*** INPUT MATERIAL ***
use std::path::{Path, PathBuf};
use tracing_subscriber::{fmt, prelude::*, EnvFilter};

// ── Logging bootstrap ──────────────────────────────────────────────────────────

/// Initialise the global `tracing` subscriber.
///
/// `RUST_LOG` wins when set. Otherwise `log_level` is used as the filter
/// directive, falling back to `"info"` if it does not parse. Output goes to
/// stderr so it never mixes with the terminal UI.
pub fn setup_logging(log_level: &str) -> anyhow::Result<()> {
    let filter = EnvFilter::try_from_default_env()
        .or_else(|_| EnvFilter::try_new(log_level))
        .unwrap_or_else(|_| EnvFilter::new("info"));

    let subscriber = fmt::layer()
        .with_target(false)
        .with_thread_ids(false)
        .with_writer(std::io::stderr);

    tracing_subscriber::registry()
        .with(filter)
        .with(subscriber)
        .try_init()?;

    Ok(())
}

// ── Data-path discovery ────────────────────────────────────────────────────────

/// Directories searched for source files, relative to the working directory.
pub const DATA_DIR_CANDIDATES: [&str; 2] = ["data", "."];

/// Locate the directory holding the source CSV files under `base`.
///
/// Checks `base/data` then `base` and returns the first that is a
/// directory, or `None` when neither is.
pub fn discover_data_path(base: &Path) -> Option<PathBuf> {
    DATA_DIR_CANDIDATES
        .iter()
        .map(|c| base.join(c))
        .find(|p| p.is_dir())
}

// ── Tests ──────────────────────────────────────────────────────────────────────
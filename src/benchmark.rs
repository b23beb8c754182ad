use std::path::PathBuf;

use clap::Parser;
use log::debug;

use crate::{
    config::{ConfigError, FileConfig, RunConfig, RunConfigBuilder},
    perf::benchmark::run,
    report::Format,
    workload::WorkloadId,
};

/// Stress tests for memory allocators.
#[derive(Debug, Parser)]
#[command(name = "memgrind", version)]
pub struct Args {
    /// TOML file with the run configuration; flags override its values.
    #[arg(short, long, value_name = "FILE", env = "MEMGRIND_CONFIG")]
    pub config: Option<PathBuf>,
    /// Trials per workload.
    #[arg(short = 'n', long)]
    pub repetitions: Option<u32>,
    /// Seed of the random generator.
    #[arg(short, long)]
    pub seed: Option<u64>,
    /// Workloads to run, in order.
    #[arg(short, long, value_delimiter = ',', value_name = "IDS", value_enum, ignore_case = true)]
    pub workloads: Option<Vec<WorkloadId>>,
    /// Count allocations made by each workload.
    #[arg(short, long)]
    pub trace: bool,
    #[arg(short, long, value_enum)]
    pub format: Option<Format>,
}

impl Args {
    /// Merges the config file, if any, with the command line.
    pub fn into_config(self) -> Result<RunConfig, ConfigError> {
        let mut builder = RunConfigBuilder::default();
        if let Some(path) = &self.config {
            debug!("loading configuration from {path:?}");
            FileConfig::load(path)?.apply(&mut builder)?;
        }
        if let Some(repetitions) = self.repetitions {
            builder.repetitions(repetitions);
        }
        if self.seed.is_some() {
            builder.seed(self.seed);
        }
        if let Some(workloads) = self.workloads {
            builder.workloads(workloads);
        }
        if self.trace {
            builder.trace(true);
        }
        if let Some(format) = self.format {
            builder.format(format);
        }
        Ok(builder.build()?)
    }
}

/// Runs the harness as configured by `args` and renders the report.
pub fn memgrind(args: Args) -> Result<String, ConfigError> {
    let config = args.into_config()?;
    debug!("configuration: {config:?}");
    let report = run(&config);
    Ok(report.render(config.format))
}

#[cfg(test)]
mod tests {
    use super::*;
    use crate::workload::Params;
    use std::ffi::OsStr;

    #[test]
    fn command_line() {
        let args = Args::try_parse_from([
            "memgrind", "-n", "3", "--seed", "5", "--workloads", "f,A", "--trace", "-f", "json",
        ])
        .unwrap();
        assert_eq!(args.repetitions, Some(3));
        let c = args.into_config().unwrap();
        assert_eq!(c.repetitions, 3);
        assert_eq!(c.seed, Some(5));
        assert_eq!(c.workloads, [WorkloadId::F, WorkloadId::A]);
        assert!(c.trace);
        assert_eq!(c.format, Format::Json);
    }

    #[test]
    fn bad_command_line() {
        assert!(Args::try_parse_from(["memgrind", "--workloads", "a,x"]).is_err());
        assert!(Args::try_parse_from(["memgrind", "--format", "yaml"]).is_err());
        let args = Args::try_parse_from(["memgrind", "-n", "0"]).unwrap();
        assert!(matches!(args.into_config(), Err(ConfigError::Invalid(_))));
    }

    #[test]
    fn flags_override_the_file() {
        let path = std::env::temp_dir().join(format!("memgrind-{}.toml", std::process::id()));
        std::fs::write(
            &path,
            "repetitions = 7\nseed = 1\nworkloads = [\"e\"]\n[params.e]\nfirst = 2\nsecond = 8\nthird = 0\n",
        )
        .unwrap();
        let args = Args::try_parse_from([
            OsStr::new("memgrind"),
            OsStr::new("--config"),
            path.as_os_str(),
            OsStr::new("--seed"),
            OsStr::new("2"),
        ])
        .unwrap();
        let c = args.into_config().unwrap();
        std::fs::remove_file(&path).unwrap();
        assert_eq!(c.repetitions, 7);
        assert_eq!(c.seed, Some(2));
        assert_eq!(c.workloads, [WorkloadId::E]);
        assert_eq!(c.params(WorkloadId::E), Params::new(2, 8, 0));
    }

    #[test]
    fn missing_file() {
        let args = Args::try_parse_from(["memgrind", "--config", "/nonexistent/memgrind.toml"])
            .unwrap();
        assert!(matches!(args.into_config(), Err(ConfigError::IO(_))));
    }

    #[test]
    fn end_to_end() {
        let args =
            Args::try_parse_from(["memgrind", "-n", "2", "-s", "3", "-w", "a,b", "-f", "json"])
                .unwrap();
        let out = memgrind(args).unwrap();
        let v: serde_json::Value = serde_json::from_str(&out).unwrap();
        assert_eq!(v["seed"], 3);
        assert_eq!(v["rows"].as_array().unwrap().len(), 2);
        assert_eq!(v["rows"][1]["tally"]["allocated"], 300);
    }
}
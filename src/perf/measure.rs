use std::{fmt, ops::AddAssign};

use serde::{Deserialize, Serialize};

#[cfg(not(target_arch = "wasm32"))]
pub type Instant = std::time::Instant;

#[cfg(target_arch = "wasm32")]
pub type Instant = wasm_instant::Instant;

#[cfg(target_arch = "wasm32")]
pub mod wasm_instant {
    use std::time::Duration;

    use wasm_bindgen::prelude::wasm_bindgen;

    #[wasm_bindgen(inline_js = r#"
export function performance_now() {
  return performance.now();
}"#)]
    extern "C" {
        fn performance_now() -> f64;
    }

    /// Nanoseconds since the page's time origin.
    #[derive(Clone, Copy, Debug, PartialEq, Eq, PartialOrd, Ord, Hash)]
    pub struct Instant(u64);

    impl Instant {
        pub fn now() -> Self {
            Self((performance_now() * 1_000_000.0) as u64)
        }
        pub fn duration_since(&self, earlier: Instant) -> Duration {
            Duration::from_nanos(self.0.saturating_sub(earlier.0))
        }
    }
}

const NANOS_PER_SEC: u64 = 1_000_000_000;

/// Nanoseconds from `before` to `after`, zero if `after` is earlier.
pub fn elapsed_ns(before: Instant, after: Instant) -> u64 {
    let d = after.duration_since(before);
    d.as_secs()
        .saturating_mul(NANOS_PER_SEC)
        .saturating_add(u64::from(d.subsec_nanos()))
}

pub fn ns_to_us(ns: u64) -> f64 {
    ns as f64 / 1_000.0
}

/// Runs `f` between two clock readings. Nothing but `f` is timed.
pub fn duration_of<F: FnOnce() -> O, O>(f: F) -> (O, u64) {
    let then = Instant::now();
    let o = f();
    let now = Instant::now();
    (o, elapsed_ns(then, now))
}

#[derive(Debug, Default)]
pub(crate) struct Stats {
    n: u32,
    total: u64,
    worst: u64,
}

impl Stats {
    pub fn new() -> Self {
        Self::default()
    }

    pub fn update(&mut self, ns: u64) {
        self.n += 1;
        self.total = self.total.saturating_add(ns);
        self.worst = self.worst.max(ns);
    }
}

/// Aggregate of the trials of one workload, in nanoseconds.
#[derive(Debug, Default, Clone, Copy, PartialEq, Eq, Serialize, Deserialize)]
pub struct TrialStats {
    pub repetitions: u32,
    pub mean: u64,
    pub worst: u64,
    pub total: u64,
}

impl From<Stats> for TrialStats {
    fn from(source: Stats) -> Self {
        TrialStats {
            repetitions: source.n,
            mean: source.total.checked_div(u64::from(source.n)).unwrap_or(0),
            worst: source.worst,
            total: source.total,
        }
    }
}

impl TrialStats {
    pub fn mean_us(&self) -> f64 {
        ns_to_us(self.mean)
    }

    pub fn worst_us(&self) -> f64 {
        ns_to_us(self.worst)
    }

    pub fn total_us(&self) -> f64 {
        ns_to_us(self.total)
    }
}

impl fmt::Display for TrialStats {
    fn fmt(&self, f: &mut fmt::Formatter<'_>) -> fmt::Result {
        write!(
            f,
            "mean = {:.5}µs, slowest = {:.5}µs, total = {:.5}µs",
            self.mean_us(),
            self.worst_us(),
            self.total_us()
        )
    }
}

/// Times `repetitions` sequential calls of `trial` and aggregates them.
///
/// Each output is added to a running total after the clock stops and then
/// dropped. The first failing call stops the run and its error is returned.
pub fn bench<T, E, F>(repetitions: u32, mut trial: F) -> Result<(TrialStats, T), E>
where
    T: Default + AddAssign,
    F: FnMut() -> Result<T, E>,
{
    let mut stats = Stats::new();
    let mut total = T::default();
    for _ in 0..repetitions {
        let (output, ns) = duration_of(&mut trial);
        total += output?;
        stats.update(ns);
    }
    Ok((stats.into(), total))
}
***
*** INPUT MATERIAL ***
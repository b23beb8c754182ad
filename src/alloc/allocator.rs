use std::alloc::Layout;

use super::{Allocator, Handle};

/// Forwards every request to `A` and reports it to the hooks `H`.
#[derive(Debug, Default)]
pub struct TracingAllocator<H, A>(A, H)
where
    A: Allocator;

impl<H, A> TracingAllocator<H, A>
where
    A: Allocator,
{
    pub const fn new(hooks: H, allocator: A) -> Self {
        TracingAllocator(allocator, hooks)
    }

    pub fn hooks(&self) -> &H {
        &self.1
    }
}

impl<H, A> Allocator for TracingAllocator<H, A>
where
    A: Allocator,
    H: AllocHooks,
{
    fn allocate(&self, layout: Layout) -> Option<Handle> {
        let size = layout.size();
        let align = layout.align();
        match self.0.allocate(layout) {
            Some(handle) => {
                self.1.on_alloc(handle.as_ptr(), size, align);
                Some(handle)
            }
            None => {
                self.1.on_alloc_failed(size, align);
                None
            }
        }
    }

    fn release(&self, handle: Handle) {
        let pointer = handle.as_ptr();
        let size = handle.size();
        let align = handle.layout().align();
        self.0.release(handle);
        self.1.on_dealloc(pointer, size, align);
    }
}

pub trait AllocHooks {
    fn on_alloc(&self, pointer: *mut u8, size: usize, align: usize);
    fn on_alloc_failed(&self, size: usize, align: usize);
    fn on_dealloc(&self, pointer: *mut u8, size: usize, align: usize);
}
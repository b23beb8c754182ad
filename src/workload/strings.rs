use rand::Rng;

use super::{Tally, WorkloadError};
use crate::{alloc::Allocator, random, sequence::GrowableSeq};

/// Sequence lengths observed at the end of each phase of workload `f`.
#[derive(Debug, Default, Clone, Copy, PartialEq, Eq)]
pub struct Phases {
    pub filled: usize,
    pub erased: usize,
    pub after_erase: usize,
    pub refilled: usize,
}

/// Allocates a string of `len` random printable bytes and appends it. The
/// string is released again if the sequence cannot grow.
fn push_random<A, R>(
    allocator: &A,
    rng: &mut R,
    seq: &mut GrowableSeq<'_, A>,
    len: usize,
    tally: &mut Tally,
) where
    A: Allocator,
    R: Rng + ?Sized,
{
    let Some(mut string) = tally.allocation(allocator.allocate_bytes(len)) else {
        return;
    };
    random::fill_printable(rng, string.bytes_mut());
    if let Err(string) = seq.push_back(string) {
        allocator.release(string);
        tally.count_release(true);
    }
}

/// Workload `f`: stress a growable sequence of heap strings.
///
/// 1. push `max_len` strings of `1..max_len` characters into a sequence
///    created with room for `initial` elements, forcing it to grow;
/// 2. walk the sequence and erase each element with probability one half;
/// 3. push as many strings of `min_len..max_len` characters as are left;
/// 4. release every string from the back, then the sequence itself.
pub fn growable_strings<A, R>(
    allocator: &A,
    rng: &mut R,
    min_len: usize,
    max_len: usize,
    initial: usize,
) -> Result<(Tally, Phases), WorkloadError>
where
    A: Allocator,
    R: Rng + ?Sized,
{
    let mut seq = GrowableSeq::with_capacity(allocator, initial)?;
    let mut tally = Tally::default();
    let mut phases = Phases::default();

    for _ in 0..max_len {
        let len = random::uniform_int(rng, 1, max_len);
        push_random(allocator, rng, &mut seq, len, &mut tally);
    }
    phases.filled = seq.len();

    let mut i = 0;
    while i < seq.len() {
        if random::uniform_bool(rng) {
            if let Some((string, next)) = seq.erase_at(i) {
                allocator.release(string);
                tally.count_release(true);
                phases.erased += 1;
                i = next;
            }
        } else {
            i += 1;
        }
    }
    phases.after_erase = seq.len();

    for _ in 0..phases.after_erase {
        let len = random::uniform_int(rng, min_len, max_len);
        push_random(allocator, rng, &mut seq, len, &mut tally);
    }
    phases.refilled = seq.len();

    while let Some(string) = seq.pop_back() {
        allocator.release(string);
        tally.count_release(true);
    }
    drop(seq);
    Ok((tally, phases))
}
***
*** INPUT MATERIAL ***
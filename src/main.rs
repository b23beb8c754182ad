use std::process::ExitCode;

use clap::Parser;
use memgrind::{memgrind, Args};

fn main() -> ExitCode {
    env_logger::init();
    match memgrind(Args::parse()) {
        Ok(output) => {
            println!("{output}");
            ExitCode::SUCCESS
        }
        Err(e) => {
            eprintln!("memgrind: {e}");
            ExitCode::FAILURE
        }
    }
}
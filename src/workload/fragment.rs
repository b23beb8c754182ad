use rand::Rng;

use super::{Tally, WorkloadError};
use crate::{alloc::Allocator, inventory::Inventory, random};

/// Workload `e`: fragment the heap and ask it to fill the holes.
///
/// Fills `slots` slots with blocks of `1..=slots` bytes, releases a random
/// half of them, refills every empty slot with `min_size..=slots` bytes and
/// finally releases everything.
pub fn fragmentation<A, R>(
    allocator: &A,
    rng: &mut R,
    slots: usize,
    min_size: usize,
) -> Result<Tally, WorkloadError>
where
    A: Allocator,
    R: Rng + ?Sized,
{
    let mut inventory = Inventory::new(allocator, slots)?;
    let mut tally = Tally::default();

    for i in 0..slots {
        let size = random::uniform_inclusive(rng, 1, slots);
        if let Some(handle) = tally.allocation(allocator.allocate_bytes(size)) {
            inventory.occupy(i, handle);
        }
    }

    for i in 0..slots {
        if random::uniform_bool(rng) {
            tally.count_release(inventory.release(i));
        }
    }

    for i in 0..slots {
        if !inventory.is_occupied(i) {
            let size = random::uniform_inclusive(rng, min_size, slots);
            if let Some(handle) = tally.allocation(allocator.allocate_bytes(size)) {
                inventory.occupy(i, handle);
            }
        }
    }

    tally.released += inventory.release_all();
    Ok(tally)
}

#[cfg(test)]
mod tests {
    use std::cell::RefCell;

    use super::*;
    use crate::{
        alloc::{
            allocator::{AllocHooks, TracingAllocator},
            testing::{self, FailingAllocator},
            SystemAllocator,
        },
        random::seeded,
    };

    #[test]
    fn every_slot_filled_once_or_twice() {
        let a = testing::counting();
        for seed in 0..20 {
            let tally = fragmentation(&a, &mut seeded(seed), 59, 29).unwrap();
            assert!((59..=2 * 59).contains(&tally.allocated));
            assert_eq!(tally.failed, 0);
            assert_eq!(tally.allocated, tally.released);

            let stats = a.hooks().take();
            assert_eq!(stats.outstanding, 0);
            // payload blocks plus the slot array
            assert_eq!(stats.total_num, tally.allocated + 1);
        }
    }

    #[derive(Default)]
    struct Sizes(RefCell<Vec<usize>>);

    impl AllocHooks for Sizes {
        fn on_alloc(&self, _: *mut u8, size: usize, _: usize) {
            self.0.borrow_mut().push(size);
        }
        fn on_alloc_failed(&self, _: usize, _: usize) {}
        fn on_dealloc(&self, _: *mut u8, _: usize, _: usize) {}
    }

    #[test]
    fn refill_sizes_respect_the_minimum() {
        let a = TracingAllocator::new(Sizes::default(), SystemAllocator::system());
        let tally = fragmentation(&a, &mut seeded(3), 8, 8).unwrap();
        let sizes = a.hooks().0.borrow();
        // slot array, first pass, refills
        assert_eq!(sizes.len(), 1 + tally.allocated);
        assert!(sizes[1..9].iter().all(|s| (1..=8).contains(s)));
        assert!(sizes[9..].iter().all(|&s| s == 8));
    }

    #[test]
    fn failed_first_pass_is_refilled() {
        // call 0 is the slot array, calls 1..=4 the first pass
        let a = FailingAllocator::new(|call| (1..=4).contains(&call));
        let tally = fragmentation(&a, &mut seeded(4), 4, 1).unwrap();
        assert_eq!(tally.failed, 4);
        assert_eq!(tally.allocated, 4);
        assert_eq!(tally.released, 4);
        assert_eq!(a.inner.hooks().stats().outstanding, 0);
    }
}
***
→ TASK TO CARRY OUT: Copy out each line of the material above that holds the word "TracingAllocator".

→ ANSWER AREA:
pub struct TracingAllocator<H, A>(A, H)
impl<H, A> TracingAllocator<H, A>
        TracingAllocator(allocator, hooks)
impl<H, A> Allocator for TracingAllocator<H, A>
            allocator::{AllocHooks, TracingAllocator},
        let a = TracingAllocator::new(Sizes::default(), SystemAllocator::system());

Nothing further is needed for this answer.